トランプ大統領との関係を修復したウクライナ...「停戦合意」も根本は未解決
また、ジョウクヴァ氏は、今回の会談では領土に関する議論がほとんど取り上げられず、停戦は和平プロセスの第一歩にすぎないとの認識も示した。「ウクライナは決して領土を譲らない。極めて単純だ。そのような声明や宣言はあり得ない。なぜなら、それには憲法の改正が必要だからだ」と訴えた。
根本的問題は未解決
一方、2019年から20年まで国防相を務めた軍事アナリストのアンドリー・ザゴロドニュク氏は、米国との関係が顕著に改善したことを成果に挙げつつ、根本的な問題は未解決だと指摘した。米国がロシアとの直接的な外交交渉を開始し、ウクライナ戦争に関する政策を大きく転換してから数週間が経過したが、その状態は今でも変わらないとの立場だ。
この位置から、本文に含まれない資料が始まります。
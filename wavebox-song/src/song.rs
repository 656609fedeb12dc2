//! The song model: channels, bar-to-pattern maps, and song-level settings

use std::fmt;

use crate::instrument::{Instrument, InstrumentType};
use crate::notes::{Pattern, parts_per_bar};
use crate::{
    DEFAULT_TEMPO, MAX_BAR_COUNT, MAX_BEATS_PER_BAR, MAX_INSTRUMENTS_PER_CHANNEL,
    MAX_MOD_CHANNELS, MAX_NOISE_CHANNELS, MAX_PATTERNS_PER_CHANNEL, MAX_PITCH_CHANNELS,
    MAX_TEMPO, MIN_BEATS_PER_BAR, MIN_PITCH_CHANNELS, MIN_TEMPO, SongError,
};

/// What kind of content a channel holds, derived from its index range
///
/// Channels are stored in one list ordered pitch, then noise, then mod.
#[derive(Debug, Clone, Copy, PartialEq, Eq)]
pub enum ChannelKind {
    Pitch,
    Noise,
    Mod,
}

/// One channel: instruments, a pattern library, and a per-bar pattern map
#[derive(Debug, Clone, PartialEq)]
pub struct Channel {
    /// Octave shift applied to every note (pitch channels only)
    pub octave: u8,
    pub instruments: Vec<Instrument>,
    pub patterns: Vec<Pattern>,
    /// One entry per bar: a 1-based index into `patterns`, 0 = empty bar
    pub bars: Vec<u32>,
    pub muted: bool,
    pub name: String,
}

impl Channel {
    pub fn new(kind: ChannelKind, pattern_count: usize, bar_count: usize) -> Self {
        let instrument_kind = match kind {
            ChannelKind::Pitch => InstrumentType::Chip,
            ChannelKind::Noise => InstrumentType::Noise,
            ChannelKind::Mod => InstrumentType::Mod,
        };
        Self {
            octave: if kind == ChannelKind::Pitch { 3 } else { 0 },
            instruments: vec![Instrument::new(instrument_kind)],
            patterns: (0..pattern_count).map(|_| Pattern::new()).collect(),
            bars: vec![0; bar_count],
            muted: false,
            name: String::new(),
        }
    }

    /// The pattern mapped to `bar`, or `None` for an empty bar
    pub fn pattern_at_bar(&self, bar: usize) -> Option<&Pattern> {
        match self.bars.get(bar).copied().unwrap_or(0) {
            0 => None,
            index => self.patterns.get(index as usize - 1),
        }
    }
}

/// A complete composition
#[derive(Debug, Clone, PartialEq)]
pub struct Song {
    pub title: String,
    /// Scale preset index (which pitch classes the editor highlights)
    pub scale: u8,
    /// Key as a pitch class, 0..=11 (0 = C)
    pub key: u8,
    /// Beats per minute
    pub tempo: u32,
    pub beats_per_bar: u32,
    pub bar_count: usize,
    /// Patterns available per channel
    pub pattern_count: usize,
    /// Instruments available per channel
    pub instrument_count: usize,
    /// First bar of the loop region
    pub loop_start: usize,
    /// Length of the loop region in bars
    pub loop_length: usize,
    /// Master limiter drive, 0..=8 (5 = neutral)
    pub master_gain: u32,
    pub pitch_channel_count: usize,
    pub noise_channel_count: usize,
    pub mod_channel_count: usize,
    /// All channels, ordered pitch then noise then mod
    pub channels: Vec<Channel>,
}

impl Default for Song {
    fn default() -> Self {
        let mut song = Self {
            title: String::new(),
            scale: 0,
            key: 0,
            tempo: DEFAULT_TEMPO,
            beats_per_bar: 8,
            bar_count: 16,
            pattern_count: 8,
            instrument_count: 1,
            loop_start: 0,
            loop_length: 16,
            master_gain: 5,
            pitch_channel_count: 3,
            noise_channel_count: 1,
            mod_channel_count: 0,
            channels: Vec::new(),
        };
        song.rebuild_channels();
        song
    }
}

impl Song {
    /// Total channel count
    pub fn channel_count(&self) -> usize {
        self.pitch_channel_count + self.noise_channel_count + self.mod_channel_count
    }

    /// Kind of the channel at `index`, by position in the channel list
    pub fn channel_kind(&self, index: usize) -> ChannelKind {
        if index < self.pitch_channel_count {
            ChannelKind::Pitch
        } else if index < self.pitch_channel_count + self.noise_channel_count {
            ChannelKind::Noise
        } else {
            ChannelKind::Mod
        }
    }

    /// Parts in one bar at the current meter
    pub fn parts_per_bar(&self) -> i32 {
        parts_per_bar(self.beats_per_bar)
    }

    /// Rebuild the channel list to match the declared counts and sizes,
    /// preserving existing channels where they survive
    pub fn rebuild_channels(&mut self) {
        let total = self.channel_count();
        for index in 0..total {
            let kind = self.channel_kind(index);
            if index >= self.channels.len() {
                self.channels
                    .push(Channel::new(kind, self.pattern_count, self.bar_count));
            }
            let channel = &mut self.channels[index];
            channel.bars.resize(self.bar_count, 0);
            while channel.patterns.len() < self.pattern_count {
                channel.patterns.push(Pattern::new());
            }
            channel.patterns.truncate(self.pattern_count);
            let default_kind = match kind {
                ChannelKind::Pitch => InstrumentType::Chip,
                ChannelKind::Noise => InstrumentType::Noise,
                ChannelKind::Mod => InstrumentType::Mod,
            };
            while channel.instruments.len() < self.instrument_count {
                channel.instruments.push(Instrument::new(default_kind));
            }
        }
        self.channels.truncate(total);
    }

    /// Whether every count and index is inside its allowed range
    pub fn validate(&self) -> Result<(), SongError> {
        fn check(field: &'static str, value: i64, min: i64, max: i64) -> Result<(), SongError> {
            if value < min || value > max {
                return Err(SongError::ValueOutOfRange { field, value });
            }
            Ok(())
        }
        check(
            "pitch channel count",
            self.pitch_channel_count as i64,
            MIN_PITCH_CHANNELS as i64,
            MAX_PITCH_CHANNELS as i64,
        )?;
        check(
            "noise channel count",
            self.noise_channel_count as i64,
            0,
            MAX_NOISE_CHANNELS as i64,
        )?;
        check(
            "mod channel count",
            self.mod_channel_count as i64,
            0,
            MAX_MOD_CHANNELS as i64,
        )?;
        check("tempo", self.tempo as i64, MIN_TEMPO as i64, MAX_TEMPO as i64)?;
        check(
            "beats per bar",
            self.beats_per_bar as i64,
            MIN_BEATS_PER_BAR as i64,
            MAX_BEATS_PER_BAR as i64,
        )?;
        check("bar count", self.bar_count as i64, 1, MAX_BAR_COUNT as i64)?;
        check(
            "pattern count",
            self.pattern_count as i64,
            1,
            MAX_PATTERNS_PER_CHANNEL as i64,
        )?;
        check(
            "instrument count",
            self.instrument_count as i64,
            1,
            MAX_INSTRUMENTS_PER_CHANNEL as i64,
        )?;
        check("loop start", self.loop_start as i64, 0, self.bar_count as i64 - 1)?;
        check(
            "loop length",
            self.loop_length as i64,
            1,
            (self.bar_count - self.loop_start) as i64,
        )?;
        Ok(())
    }

    /// Decode a song from its compact text form
    ///
    /// `Ok(None)` means the data carried a version this build does not
    /// understand, which is not an error: there is simply nothing to load.
    pub fn from_string(data: &str) -> Result<Option<Song>, SongError> {
        crate::codec::decode_song(data)
    }
}

impl fmt::Display for Song {
    fn fmt(&self, f: &mut fmt::Formatter<'_>) -> fmt::Result {
        f.write_str(&crate::codec::encode_song(self))
    }
}

#[cfg(test)]
mod tests {
    use super::*;

    #[test]
    fn test_default_song_is_valid() {
        let song = Song::default();
        assert!(song.validate().is_ok());
        assert_eq!(song.channels.len(), 4);
        assert_eq!(song.channel_kind(0), ChannelKind::Pitch);
        assert_eq!(song.channel_kind(3), ChannelKind::Noise);
    }

    #[test]
    fn test_rebuild_preserves_and_resizes() {
        let mut song = Song::default();
        song.channels[0].name = "lead".to_string();
        song.bar_count = 32;
        song.mod_channel_count = 1;
        song.rebuild_channels();
        assert_eq!(song.channels.len(), 5);
        assert_eq!(song.channels[0].name, "lead");
        assert_eq!(song.channels[0].bars.len(), 32);
        assert_eq!(song.channel_kind(4), ChannelKind::Mod);
        assert_eq!(
            song.channels[4].instruments[0].kind,
            InstrumentType::Mod
        );
    }

    #[test]
    fn test_pattern_at_bar() {
        let mut song = Song::default();
        song.channels[0].bars[0] = 2;
        assert!(song.channels[0].pattern_at_bar(0).is_some());
        assert!(song.channels[0].pattern_at_bar(1).is_none());
        // Out-of-range bars read as empty
        assert!(song.channels[0].pattern_at_bar(500).is_none());
    }

    #[test]
    fn test_validation_catches_bad_loop() {
        let mut song = Song::default();
        song.loop_start = 10;
        song.loop_length = 10;
        assert!(song.validate().is_err());
    }
}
「ロシアが和平と引き換えに何を求めるのか、まだ分からない。米国がウクライナの立場を支持するのか、それともウクライナの主張は基本的にロシアほど重要ではないと考えるのか、それも分からない」と言う。
英王立国際問題研究所チャタム・ハウス9のロシア・ユーラシア・プログラムの上級コンサルティングフェロー、キール・ジャイルズ氏も同じ見方だ。「今の前線を固定することは、戦争が本当に終結するという長期的な保証のないままロシアに利益を与えてしまうリスクを伴う。それによってロシアが現在支配している地域が事実上恒久化された支配地域となり、紛争が解決されるのではなく凍結されることになりかねない」と話す。
ロシア政府は12日、米国からの停戦提案の詳細を待っていると発表した。一方、ロシア政府高官筋は、合意にはロシアの進軍状況が考慮され、ロシアの懸念が反映されるべきだと述べた。